21. Mai 2013

Plutonium-Transporte: Hamburgs Umweltbehörde sagt Unwahrheit

Unfall bei MOX-Transport hätte hätte schwerwiegende Folgen für Bevölkerung

Der Sprecher der Hamburger Umweltbehörde Volker Dumann erklärte gegenüber dem NDR zum Thema Plutonium-Transporte durch Hamburg: „Man braucht dazu noch nicht einmal besondere Transportbehälter, weil es eben relativ ungefährliches Material ist.“ (ab Minute 1:12)

Dazu erklärt Jochen Stay, Sprecher der Anti-Atom-Organisation .ausgestrahlt:

„Diese Aussage ist falsch. Für Transporte plutoniumhaltiger MOX-Brennelemente müssen die teuersten und stabilsten Transportbehälter benutzt werden, die es überhaupt gibt, um Freisetzungen von Plutonium bei Unfällen zu verhindern. Diese sogenannten 'Typ B'-Behälter entsprechen von ihrer Sicherheits-Klassifizierung den bekannten Castor-Behältern.

Notwendig ist die Verwendung dieser Behälter bei MOX-Transporten, weil es sich eben nicht um ungefährliches Material handelt.
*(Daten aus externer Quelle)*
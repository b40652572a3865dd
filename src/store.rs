//! Palette state and the transitions that replace it.
//!
//! The palette and the selected color live together in a single
//! [`PaletteState`] that palette-changing transitions replace wholesale, so
//! an observer never sees a new palette paired with a stale selection.

use std::cell::RefCell;

use serde::Serialize;

use crate::color::{self, Color, Variants};
use crate::palette::Palette;
use crate::random::{self, EntropySource};

/// Everything a preview renderer needs: the palette and the accent color.
#[derive(Debug, Clone, Copy, PartialEq, Eq, Serialize)]
pub struct PaletteState {
    pub palette: Palette,
    pub selected: Color,
}

impl PaletteState {
    /// Fresh state for `palette` with its first entry selected.
    pub const fn fresh(palette: Palette) -> Self {
        Self {
            palette,
            selected: palette.first(),
        }
    }
}

/// One palette entry as shown in the sidebar.
#[derive(Debug, Clone, PartialEq, Serialize)]
#[serde(rename_all = "camelCase")]
pub struct Swatch {
    pub color: Color,
    /// Contrast against white, formatted `x.xx`.
    pub contrast_on_white: String,
    pub text_color: Color,
    pub selected: bool,
}

/// Derived, read-only view of the current state.
#[derive(Debug, Clone, PartialEq, Serialize)]
pub struct PaletteSummary {
    pub swatches: Vec<Swatch>,
    pub selected: Color,
    pub variants: Variants,
}

type Observer = Box<dyn FnMut(&PaletteState)>;

/// Callbacks that receive the new state after every transition.
///
/// Kept apart from [`PaletteStore`] so they can run after the store borrow
/// is released and may read the store back.
#[derive(Default)]
pub struct Observers(Vec<Observer>);

impl std::fmt::Debug for Observers {
    fn fmt(&self, f: &mut std::fmt::Formatter<'_>) -> std::fmt::Result {
        f.debug_tuple("Observers").field(&self.0.len()).finish()
    }
}

impl Observers {
    pub fn subscribe(&mut self, observer: impl FnMut(&PaletteState) + 'static) {
        self.0.push(Box::new(observer));
    }

    pub fn len(&self) -> usize {
        self.0.len()
    }

    pub fn is_empty(&self) -> bool {
        self.0.is_empty()
    }

    pub fn notify(&mut self, state: &PaletteState) {
        for observer in &mut self.0 {
            observer(state);
        }
    }

    /// Notify through a shared list without holding its borrow while the
    /// callbacks run. Observers added during the round are kept; a nested
    /// transition triggered from a callback is not re-announced to the
    /// observers already running.
    pub fn notify_shared(shared: &RefCell<Self>, state: &PaletteState) {
        let mut active = std::mem::take(&mut *shared.borrow_mut());
        active.notify(state);
        let mut slot = shared.borrow_mut();
        let added = std::mem::replace(&mut *slot, active);
        slot.0.extend(added.0);
    }
}

/// Holds the current palette and selection.
#[derive(Debug)]
pub struct PaletteStore {
    state: PaletteState,
}

impl PaletteStore {
    /// Start with a random palette, first entry selected.
    pub fn new(entropy: &mut dyn EntropySource) -> Self {
        Self::with_palette(random::generate(entropy))
    }

    pub fn with_palette(palette: Palette) -> Self {
        Self {
            state: PaletteState::fresh(palette),
        }
    }

    pub const fn state(&self) -> &PaletteState {
        &self.state
    }

    pub const fn palette(&self) -> &Palette {
        &self.state.palette
    }

    pub const fn selected(&self) -> Color {
        self.state.selected
    }

    /// Replace the palette with a random one and select its first entry.
    /// Returns the new state for the caller to announce.
    pub fn randomize(&mut self, entropy: &mut dyn EntropySource) -> PaletteState {
        let palette = random::generate(entropy);
        self.replace(PaletteState::fresh(palette))
    }

    /// Adopt an extracted palette and select its first entry.
    pub fn apply_extracted(&mut self, palette: Palette) -> PaletteState {
        log::info!("applying extracted palette {:?}", palette.to_hex_strings());
        self.replace(PaletteState::fresh(palette))
    }

    /// Set the accent color. Any color is accepted, palette member or not.
    pub fn select(&mut self, color: Color) -> PaletteState {
        self.replace(PaletteState {
            selected: color,
            ..self.state
        })
    }

    pub fn export_css(&self) -> String {
        self.state.palette.to_css_variables()
    }

    pub fn export_framework_snippet(&self) -> String {
        self.state.palette.to_tailwind_config()
    }

    pub fn summary(&self) -> PaletteSummary {
        let PaletteState { palette, selected } = self.state;
        PaletteSummary {
            swatches: palette
                .iter()
                .map(|c| Swatch {
                    color: c,
                    contrast_on_white: color::format_ratio(color::contrast_ratio(c, Color::WHITE)),
                    text_color: color::best_text_color(c),
                    selected: c == selected,
                })
                .collect(),
            selected,
            variants: color::generate_variants(selected),
        }
    }

    fn replace(&mut self, state: PaletteState) -> PaletteState {
        self.state = state;
        state
    }
}

#[cfg(test)]
#[allow(
    clippy::unwrap_used,
    clippy::expect_used,
    clippy::indexing_slicing,
    clippy::panic
)]
mod tests {
    use super::*;
    use crate::random::SequenceEntropy;
    use std::cell::RefCell;
    use std::rc::Rc;

    fn grays() -> Palette {
        Palette::new([
            Color::new(0x11, 0x11, 0x11),
            Color::new(0x22, 0x22, 0x22),
            Color::new(0x33, 0x33, 0x33),
            Color::new(0x44, 0x44, 0x44),
            Color::new(0x55, 0x55, 0x55),
        ])
    }

    #[test]
    fn test_new_selects_first() {
        let mut entropy = SequenceEntropy::new([9, 8, 7]);
        let store = PaletteStore::new(&mut entropy);
        assert_eq!(store.selected(), Color::new(9, 8, 7));
        assert_eq!(store.selected(), store.palette().first());
    }

    #[test]
    fn test_select_only_changes_selection() {
        let mut store = PaletteStore::with_palette(grays());
        store.select(Color::new(0x33, 0x33, 0x33));
        assert_eq!(store.palette(), &grays());
        assert_eq!(store.selected(), Color::new(0x33, 0x33, 0x33));
    }

    #[test]
    fn test_transitions_return_new_state() {
        let mut store = PaletteStore::with_palette(grays());

        let selected = store.select(Color::WHITE);
        assert_eq!(selected.selected, Color::WHITE);
        assert_eq!(selected.palette, grays());

        let fresh = store.apply_extracted(grays());
        assert_eq!(fresh, PaletteState::fresh(grays()));
        assert_eq!(store.state(), &fresh);
    }

    #[test]
    fn test_shared_observers_may_reenter() {
        let shared = Rc::new(RefCell::new(Observers::default()));
        let seen = Rc::new(RefCell::new(Vec::new()));

        let sink = Rc::clone(&seen);
        let list = Rc::downgrade(&shared);
        shared.borrow_mut().subscribe(move |state| {
            sink.borrow_mut().push(state.selected);
            // Subscribing from inside a callback must not panic
            if let Some(list) = list.upgrade() {
                list.borrow_mut().subscribe(|_| {});
            }
        });

        let state = PaletteState::fresh(grays());
        Observers::notify_shared(&shared, &state);
        Observers::notify_shared(&shared, &state);

        assert_eq!(seen.borrow().len(), 2);
        assert_eq!(shared.borrow().len(), 3);
    }

    #[test]
    fn test_summary_marks_selected_and_contrast() {
        let mut store = PaletteStore::with_palette(grays());
        store.select(Color::new(0x22, 0x22, 0x22));
        let summary = store.summary();

        assert_eq!(summary.swatches.len(), 5);
        let flagged: Vec<bool> = summary.swatches.iter().map(|s| s.selected).collect();
        assert_eq!(flagged, [false, true, false, false, false]);
        assert_eq!(summary.swatches[0].contrast_on_white, "18.88");
        assert_eq!(summary.swatches[0].text_color, Color::WHITE);
        // Grays are achromatic, so every variant is the gray itself
        assert_eq!(summary.variants.complementary, summary.selected);
    }

    #[test]
    fn test_state_serializes_for_renderers() {
        let store = PaletteStore::with_palette(grays());
        let json = serde_json::to_value(store.state()).unwrap();
        assert_eq!(json["selected"], "#111111");
        assert_eq!(json["palette"][4], "#555555");
    }
}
Auch hier liegt die Umweltbehörde falsch: Eine Freisetzung von Plutonium bei einem Unfall mitten in der Millionenstadt Hamburg hätte schwerwiegende Folgen für die Bevölkerung. Schon winzigste Mengen sind tödlich, wenn sie eingeatmet werden.

Die Darstellung der Umweltbehörde ist erschreckend und empörend. Die Bevölkerung wird schlicht und einfach belogen. So schafft man kein Vertrauen in Behörden, die die Menschen vor den Gefahren solcher Transporte ja gerade schützen sollen. Angesichts der Kommunikationspannen beim Brand eines Atomschiffs im Hamburger Hafen am 1. Mai hätten wir jetzt etwas anderes erwartet.

Jetzt hilft nur noch volle Transparenz: Die Bevölkerung muss erfahren, wann und wo dieser Transport an ihrer Haustür vorbei durch Hamburg rollt. Das Versteckspiel der Behörden muss ein Ende haben.“

.ausgestrahlt ist eine bundesweite Anti-Atom-Organisation, die AtomkraftgegnerInnen darin unterstützt, aus ihrer Haltung öffentlichen Protest zu machen.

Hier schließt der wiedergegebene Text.